++++ RECORDS PROVIDED ++++

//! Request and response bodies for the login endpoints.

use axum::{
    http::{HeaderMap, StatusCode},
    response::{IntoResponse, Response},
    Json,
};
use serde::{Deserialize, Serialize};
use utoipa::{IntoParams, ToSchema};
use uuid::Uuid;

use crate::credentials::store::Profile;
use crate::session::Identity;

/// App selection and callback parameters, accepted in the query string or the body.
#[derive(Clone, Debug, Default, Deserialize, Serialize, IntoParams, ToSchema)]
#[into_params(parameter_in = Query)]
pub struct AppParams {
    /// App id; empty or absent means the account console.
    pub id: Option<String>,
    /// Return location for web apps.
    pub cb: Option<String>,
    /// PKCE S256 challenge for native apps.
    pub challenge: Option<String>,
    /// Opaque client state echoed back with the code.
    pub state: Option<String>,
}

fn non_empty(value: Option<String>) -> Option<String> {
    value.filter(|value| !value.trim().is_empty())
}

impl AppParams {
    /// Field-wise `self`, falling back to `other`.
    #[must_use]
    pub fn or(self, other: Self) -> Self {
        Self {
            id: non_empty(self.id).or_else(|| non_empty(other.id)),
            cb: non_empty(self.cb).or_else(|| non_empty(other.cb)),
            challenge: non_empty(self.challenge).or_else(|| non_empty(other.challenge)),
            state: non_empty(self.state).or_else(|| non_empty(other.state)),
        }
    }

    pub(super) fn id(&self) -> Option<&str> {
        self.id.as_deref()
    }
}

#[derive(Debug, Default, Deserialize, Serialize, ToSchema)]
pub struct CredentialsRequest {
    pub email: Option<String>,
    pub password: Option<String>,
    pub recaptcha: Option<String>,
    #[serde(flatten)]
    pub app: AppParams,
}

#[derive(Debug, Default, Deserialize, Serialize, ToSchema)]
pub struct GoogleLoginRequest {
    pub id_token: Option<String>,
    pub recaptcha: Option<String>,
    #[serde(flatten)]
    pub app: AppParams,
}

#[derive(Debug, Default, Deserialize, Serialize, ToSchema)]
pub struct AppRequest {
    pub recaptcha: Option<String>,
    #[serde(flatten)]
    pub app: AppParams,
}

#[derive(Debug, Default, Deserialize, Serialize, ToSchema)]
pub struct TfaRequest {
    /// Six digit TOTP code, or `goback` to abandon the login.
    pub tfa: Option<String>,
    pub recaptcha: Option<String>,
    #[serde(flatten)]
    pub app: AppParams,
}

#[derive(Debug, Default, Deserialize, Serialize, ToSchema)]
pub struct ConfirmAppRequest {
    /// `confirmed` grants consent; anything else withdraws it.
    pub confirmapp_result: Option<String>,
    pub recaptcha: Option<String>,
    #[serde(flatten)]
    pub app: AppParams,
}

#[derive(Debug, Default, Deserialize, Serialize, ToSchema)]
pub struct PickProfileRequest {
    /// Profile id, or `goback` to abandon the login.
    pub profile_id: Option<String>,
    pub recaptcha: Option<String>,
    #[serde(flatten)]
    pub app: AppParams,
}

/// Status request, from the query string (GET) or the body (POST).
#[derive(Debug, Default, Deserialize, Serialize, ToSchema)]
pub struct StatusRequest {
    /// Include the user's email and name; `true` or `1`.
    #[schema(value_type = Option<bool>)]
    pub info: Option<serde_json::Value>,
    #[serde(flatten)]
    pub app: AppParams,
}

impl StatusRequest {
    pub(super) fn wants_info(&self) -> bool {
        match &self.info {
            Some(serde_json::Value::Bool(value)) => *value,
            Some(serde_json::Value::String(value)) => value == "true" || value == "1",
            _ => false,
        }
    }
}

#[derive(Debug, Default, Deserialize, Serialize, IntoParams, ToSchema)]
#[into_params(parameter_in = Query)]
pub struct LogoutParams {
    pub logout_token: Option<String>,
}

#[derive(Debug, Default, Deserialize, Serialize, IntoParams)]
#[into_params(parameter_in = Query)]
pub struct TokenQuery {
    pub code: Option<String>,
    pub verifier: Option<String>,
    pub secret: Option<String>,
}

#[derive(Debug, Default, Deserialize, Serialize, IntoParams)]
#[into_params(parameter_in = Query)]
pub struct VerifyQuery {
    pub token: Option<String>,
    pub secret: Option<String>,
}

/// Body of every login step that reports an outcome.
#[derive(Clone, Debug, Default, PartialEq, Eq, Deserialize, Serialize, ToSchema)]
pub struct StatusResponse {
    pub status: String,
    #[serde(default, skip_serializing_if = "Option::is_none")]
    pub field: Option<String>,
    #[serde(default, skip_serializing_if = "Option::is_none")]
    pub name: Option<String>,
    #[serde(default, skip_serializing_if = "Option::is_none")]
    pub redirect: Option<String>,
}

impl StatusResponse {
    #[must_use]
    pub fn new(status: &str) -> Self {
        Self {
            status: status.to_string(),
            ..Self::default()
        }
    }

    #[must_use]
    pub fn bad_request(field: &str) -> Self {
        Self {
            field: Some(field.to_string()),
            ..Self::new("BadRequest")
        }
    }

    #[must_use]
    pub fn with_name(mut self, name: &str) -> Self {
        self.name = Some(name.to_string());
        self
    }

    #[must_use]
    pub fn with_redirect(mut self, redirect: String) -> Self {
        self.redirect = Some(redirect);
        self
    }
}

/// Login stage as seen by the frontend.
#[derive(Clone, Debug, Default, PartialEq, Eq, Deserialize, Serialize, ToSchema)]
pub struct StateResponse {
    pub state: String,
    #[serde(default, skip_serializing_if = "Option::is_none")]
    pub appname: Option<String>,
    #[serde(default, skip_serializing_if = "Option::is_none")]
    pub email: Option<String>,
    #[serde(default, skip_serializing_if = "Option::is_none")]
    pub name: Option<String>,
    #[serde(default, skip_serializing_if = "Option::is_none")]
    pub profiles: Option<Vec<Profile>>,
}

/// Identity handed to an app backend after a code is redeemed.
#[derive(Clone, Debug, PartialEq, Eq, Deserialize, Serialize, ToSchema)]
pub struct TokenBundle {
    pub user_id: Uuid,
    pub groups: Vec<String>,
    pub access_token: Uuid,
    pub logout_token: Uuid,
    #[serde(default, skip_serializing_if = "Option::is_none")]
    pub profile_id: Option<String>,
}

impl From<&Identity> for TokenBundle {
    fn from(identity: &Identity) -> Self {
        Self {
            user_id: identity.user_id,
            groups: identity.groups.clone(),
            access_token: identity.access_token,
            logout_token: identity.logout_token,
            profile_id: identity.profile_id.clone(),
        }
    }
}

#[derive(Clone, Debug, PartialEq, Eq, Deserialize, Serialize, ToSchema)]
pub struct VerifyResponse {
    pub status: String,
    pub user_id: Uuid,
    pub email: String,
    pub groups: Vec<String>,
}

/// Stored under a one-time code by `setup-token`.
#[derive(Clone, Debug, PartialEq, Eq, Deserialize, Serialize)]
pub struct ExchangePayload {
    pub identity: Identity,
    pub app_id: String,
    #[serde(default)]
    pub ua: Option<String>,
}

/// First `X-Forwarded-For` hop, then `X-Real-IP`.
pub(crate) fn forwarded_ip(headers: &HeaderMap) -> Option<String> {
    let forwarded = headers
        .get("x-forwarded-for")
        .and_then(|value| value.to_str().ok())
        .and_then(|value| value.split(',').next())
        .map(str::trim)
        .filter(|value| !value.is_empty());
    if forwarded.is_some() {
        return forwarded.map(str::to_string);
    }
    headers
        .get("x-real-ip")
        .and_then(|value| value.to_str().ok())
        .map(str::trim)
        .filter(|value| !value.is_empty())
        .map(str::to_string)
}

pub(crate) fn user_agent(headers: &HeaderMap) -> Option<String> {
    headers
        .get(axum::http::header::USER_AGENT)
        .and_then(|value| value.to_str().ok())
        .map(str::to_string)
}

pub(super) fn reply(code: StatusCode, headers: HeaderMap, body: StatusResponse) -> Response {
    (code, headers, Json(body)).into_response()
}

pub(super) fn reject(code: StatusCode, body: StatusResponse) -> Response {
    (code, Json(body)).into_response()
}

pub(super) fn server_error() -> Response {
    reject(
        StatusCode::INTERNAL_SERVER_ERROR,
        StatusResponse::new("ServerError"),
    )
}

++++

• _INSTRUCTIONS FOR THE TASK_
In the records above, find the line with "reports an outcome."; write out exactly that line and each one after it, stopping after the line with "by the frontend.".

• _RESULT_
/// Body of every login step that reports an outcome.
#[derive(Clone, Debug, Default, PartialEq, Eq, Deserialize, Serialize, ToSchema)]
pub struct StatusResponse {
    pub status: String,
    #[serde(default, skip_serializing_if = "Option::is_none")]
    pub field: Option<String>,
    #[serde(default, skip_serializing_if = "Option::is_none")]
    pub name: Option<String>,
    #[serde(default, skip_serializing_if = "Option::is_none")]
    pub redirect: Option<String>,
}

impl StatusResponse {
    #[must_use]
    pub fn new(status: &str) -> Self {
        Self {
            status: status.to_string(),
            ..Self::default()
        }
    }

    #[must_use]
    pub fn bad_request(field: &str) -> Self {
        Self {
            field: Some(field.to_string()),
            ..Self::new("BadRequest")
        }
    }

    #[must_use]
    pub fn with_name(mut self, name: &str) -> Self {
        self.name = Some(name.to_string());
        self
    }

    #[must_use]
    pub fn with_redirect(mut self, redirect: String) -> Self {
        self.redirect = Some(redirect);
        self
    }
}

/// Login stage as seen by the frontend.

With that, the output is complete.